Op grond van bovenstaande kan worden geconcludeerd dat het onderdeel water geen belemmering vormt voor de nieuwe ontwikkeling.

Hoofdstuk 5 Economische en maatschappelijke uitvoerbaarheid

5.1 Economische uitvoerbaarheid

Deze ruimtelijke onderbouwing omvat een ontwikkeling, een 'bouwplan', waarbij voor de gemeente kostenverhaal aan de orde is. Voor de ontwikkeling op het perceel is een anterieure overeenkomst over grondexploitatie gesloten met de initiatiefnemer. Wettelijk is bepaald dat in dat geval een exploitatieplan niet noodzakelijk is (het kostenverhaal is 'anderszins verzekerd').
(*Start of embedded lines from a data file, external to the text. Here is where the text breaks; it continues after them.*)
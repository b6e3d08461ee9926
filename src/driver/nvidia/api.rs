//! NVENC function table and status helpers.
//!
//! The table is loaded once per process. A driver too old for the bindings
//! leaves it empty, which every encoder call reports as
//! `NV_ENC_ERR_INVALID_VERSION`.

use std::ffi::{c_int, c_void};

use cudarc::driver::sys::CUresult;
use lazy_static::lazy_static;
use nvidia_video_codec_sdk::sys::nvEncodeAPI::{
    NvEncodeAPICreateInstance, NvEncodeAPIGetMaxSupportedVersion, GUID, NVENCAPI_MAJOR_VERSION,
    NVENCAPI_MINOR_VERSION, NVENCSTATUS, NV_ENCODE_API_FUNCTION_LIST, NV_ENCODE_API_FUNCTION_LIST_VER,
    NV_ENC_CAPS_PARAM, NV_ENC_CREATE_BITSTREAM_BUFFER, NV_ENC_INITIALIZE_PARAMS, NV_ENC_INPUT_PTR,
    NV_ENC_LOCK_BITSTREAM, NV_ENC_MAP_INPUT_RESOURCE, NV_ENC_OPEN_ENCODE_SESSION_EX_PARAMS,
    NV_ENC_OUTPUT_PTR, NV_ENC_PIC_PARAMS, NV_ENC_PRESET_CONFIG, NV_ENC_RECONFIGURE_PARAMS,
    NV_ENC_REGISTERED_PTR, NV_ENC_REGISTER_RESOURCE, NV_ENC_TUNING_INFO,
};
use tracing::warn;

use crate::driver::status::{DriverResult, NativeStatus, NV_ENC_ERR_INVALID_VERSION};

lazy_static! {
    /// The NVENC entry points, or `None` when the driver cannot provide them.
    pub static ref ENCODE_API: Option<EncodeAPI> = EncodeAPI::load();
}

type OpenEncodeSessionEx = unsafe extern "C" fn(*mut NV_ENC_OPEN_ENCODE_SESSION_EX_PARAMS, *mut *mut c_void) -> NVENCSTATUS;
type InitializeEncoder = unsafe extern "C" fn(*mut c_void, *mut NV_ENC_INITIALIZE_PARAMS) -> NVENCSTATUS;
type DestroyEncoder = unsafe extern "C" fn(*mut c_void) -> NVENCSTATUS;
type GetEncodeGUIDCount = unsafe extern "C" fn(*mut c_void, *mut u32) -> NVENCSTATUS;
type GetEncodeGUIDs = unsafe extern "C" fn(*mut c_void, *mut GUID, u32, *mut u32) -> NVENCSTATUS;
type GetEncodeCaps = unsafe extern "C" fn(*mut c_void, GUID, *mut NV_ENC_CAPS_PARAM, *mut c_int) -> NVENCSTATUS;
type GetEncodeProfileGUIDCount = unsafe extern "C" fn(*mut c_void, GUID, *mut u32) -> NVENCSTATUS;
type GetEncodeProfileGUIDs = unsafe extern "C" fn(*mut c_void, GUID, *mut GUID, u32, *mut u32) -> NVENCSTATUS;
type GetEncodePresetConfigEx = unsafe extern "C" fn(*mut c_void, GUID, GUID, NV_ENC_TUNING_INFO, *mut NV_ENC_PRESET_CONFIG) -> NVENCSTATUS;
type CreateBitstreamBuffer = unsafe extern "C" fn(*mut c_void, *mut NV_ENC_CREATE_BITSTREAM_BUFFER) -> NVENCSTATUS;
type DestroyBitstreamBuffer = unsafe extern "C" fn(*mut c_void, NV_ENC_OUTPUT_PTR) -> NVENCSTATUS;
type EncodePicture = unsafe extern "C" fn(*mut c_void, *mut NV_ENC_PIC_PARAMS) -> NVENCSTATUS;
type LockBitstream = unsafe extern "C" fn(*mut c_void, *mut NV_ENC_LOCK_BITSTREAM) -> NVENCSTATUS;
type UnlockBitstream = unsafe extern "C" fn(*mut c_void, NV_ENC_OUTPUT_PTR) -> NVENCSTATUS;
type MapInputResource = unsafe extern "C" fn(*mut c_void, *mut NV_ENC_MAP_INPUT_RESOURCE) -> NVENCSTATUS;
type UnmapInputResource = unsafe extern "C" fn(*mut c_void, NV_ENC_INPUT_PTR) -> NVENCSTATUS;
type RegisterResource = unsafe extern "C" fn(*mut c_void, *mut NV_ENC_REGISTER_RESOURCE) -> NVENCSTATUS;
type UnregisterResource = unsafe extern "C" fn(*mut c_void, NV_ENC_REGISTERED_PTR) -> NVENCSTATUS;
type ReconfigureEncoder = unsafe extern "C" fn(*mut c_void, *mut NV_ENC_RECONFIGURE_PARAMS) -> NVENCSTATUS;
type GetLastErrorString = unsafe extern "C" fn(*mut c_void) -> *const ::core::ffi::c_char;

/// NVENC API function pointers.
#[derive(Debug, Clone)]
pub struct EncodeAPI {
    /// Highest API version the installed driver supports.
    pub max_version: (u32, u32),
    pub open_encode_session_ex: OpenEncodeSessionEx,
    pub initialize_encoder: InitializeEncoder,
    pub destroy_encoder: DestroyEncoder,
    pub get_encode_guid_count: GetEncodeGUIDCount,
    pub get_encode_guids: GetEncodeGUIDs,
    pub get_encode_caps: GetEncodeCaps,
    pub get_encode_profile_guid_count: GetEncodeProfileGUIDCount,
    pub get_encode_profile_guids: GetEncodeProfileGUIDs,
    pub get_encode_preset_config_ex: GetEncodePresetConfigEx,
    pub create_bitstream_buffer: CreateBitstreamBuffer,
    pub destroy_bitstream_buffer: DestroyBitstreamBuffer,
    pub encode_picture: EncodePicture,
    pub lock_bitstream: LockBitstream,
    pub unlock_bitstream: UnlockBitstream,
    pub map_input_resource: MapInputResource,
    pub unmap_input_resource: UnmapInputResource,
    pub register_resource: RegisterResource,
    pub unregister_resource: UnregisterResource,
    pub reconfigure_encoder: ReconfigureEncoder,
    pub get_last_error_string: GetLastErrorString,
}

impl EncodeAPI {
    fn load() -> Option<Self> {
        let mut version = 0u32;
        if let Err(status) = nvenc(unsafe { NvEncodeAPIGetMaxSupportedVersion(&mut version) }) {
            warn!("cannot query the NVENC version: {}", status);
            return None;
        }
        let max_version = (version >> 4, version & 0b1111);
        if max_version < (NVENCAPI_MAJOR_VERSION, NVENCAPI_MINOR_VERSION) {
            warn!(
                "NVENC driver version {}.{} is older than required {}.{}",
                max_version.0, max_version.1, NVENCAPI_MAJOR_VERSION, NVENCAPI_MINOR_VERSION
            );
            return None;
        }

        let mut list = NV_ENCODE_API_FUNCTION_LIST {
            version: NV_ENCODE_API_FUNCTION_LIST_VER,
            ..Default::default()
        };
        if let Err(status) = nvenc(unsafe { NvEncodeAPICreateInstance(&mut list) }) {
            warn!("cannot create the NVENC API instance: {}", status);
            return None;
        }

        // Every entry must be populated for the table to be usable.
        Some(Self {
            max_version,
            open_encode_session_ex: list.nvEncOpenEncodeSessionEx?,
            initialize_encoder: list.nvEncInitializeEncoder?,
            destroy_encoder: list.nvEncDestroyEncoder?,
            get_encode_guid_count: list.nvEncGetEncodeGUIDCount?,
            get_encode_guids: list.nvEncGetEncodeGUIDs?,
            get_encode_caps: list.nvEncGetEncodeCaps?,
            get_encode_profile_guid_count: list.nvEncGetEncodeProfileGUIDCount?,
            get_encode_profile_guids: list.nvEncGetEncodeProfileGUIDs?,
            get_encode_preset_config_ex: list.nvEncGetEncodePresetConfigEx?,
            create_bitstream_buffer: list.nvEncCreateBitstreamBuffer?,
            destroy_bitstream_buffer: list.nvEncDestroyBitstreamBuffer?,
            encode_picture: list.nvEncEncodePicture?,
            lock_bitstream: list.nvEncLockBitstream?,
            unlock_bitstream: list.nvEncUnlockBitstream?,
            map_input_resource: list.nvEncMapInputResource?,
            unmap_input_resource: list.nvEncUnmapInputResource?,
            register_resource: list.nvEncRegisterResource?,
            unregister_resource: list.nvEncUnregisterResource?,
            reconfigure_encoder: list.nvEncReconfigureEncoder?,
            get_last_error_string: list.nvEncGetLastErrorString?,
        })
    }

    /// Last error reported for an encoder, if the driver recorded one.
    pub fn last_error(&self, encoder: *mut c_void) -> Option<String> {
        if encoder.is_null() {
            return None;
        }
        let msg = unsafe { (self.get_last_error_string)(encoder) };
        if msg.is_null() {
            return None;
        }
        let msg = unsafe { std::ffi::CStr::from_ptr(msg) }.to_string_lossy();
        (!msg.is_empty()).then(|| msg.into_owned())
    }
}

/// The loaded function table.
pub fn encode_api() -> DriverResult<&'static EncodeAPI> {
    ENCODE_API
        .as_ref()
        .ok_or(NativeStatus::Nvenc(NV_ENC_ERR_INVALID_VERSION))
}

pub fn nvenc(status: NVENCSTATUS) -> DriverResult<()> {
    match status {
        NVENCSTATUS::NV_ENC_SUCCESS => Ok(()),
        other => Err(NativeStatus::Nvenc(other as i32)),
    }
}

/// Like [`nvenc`], logging the encoder's own error string on failure.
pub fn nvenc_for(api: &EncodeAPI, encoder: *mut c_void, status: NVENCSTATUS) -> DriverResult<()> {
    nvenc(status).map_err(|err| {
        if let Some(msg) = api.last_error(encoder) {
            tracing::debug!("{}: {}", err, msg);
        }
        err
    })
}

pub fn cuda(result: CUresult) -> DriverResult<()> {
    match result {
        CUresult::CUDA_SUCCESS => Ok(()),
        other => Err(NativeStatus::Cuda(other as i32)),
    }
}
Het plan wordt economisch uitvoerbaar geacht.

5.2 Maatschappelijke uitvoerbaarheid

Voor onderhavig ontwerpbesluit wordt de uniforme voorbereidingsprocedure gevolgd als bedoeld in hoofdstuk 3.4 van de Algemene wet bestuursrecht. Het bevoegd zal de aanvraag en het ontwerpbesluit aan de betreffende instanties toezenden in het kader van het vooroverleg.

De ontwerpbeschikking wordt voor een periode van 6 weken ter inzage gelegd. Tijdens de ter inzage is het voor eenieder mogelijk een zienswijze in te dienen. Tegen het definitieve besluit kunnen alleen belanghebbenden bezwaar maken en in beroep gaan.

Hoofdstuk 6 Eindconclusie

Voorliggend initiatief inzake de bouw van een bedrijf voor paardenhouderij aan de Geerenweg 10 in Eemnes voldoet aan de eisen van goede ruimtelijke ordening.

Er is geen sprake van strijdigheid met de belangen van het Rijk of de Provincie. Daarnaast levert de voorgenomen ontwikkeling geen onevenredige overlast op voor haar omgeving. Het initiatief leidt niet tot toename van verkeer. Omliggende bedrijven worden in milieutechnische zin niet extra belemmerd. Het voornemen is niet in strijd met een goede ruimtelijke ordening.

Het initiatief past binnen het beleid van de gemeente Eemnes en voorzien in een positieve toevoeging aan de omgeving.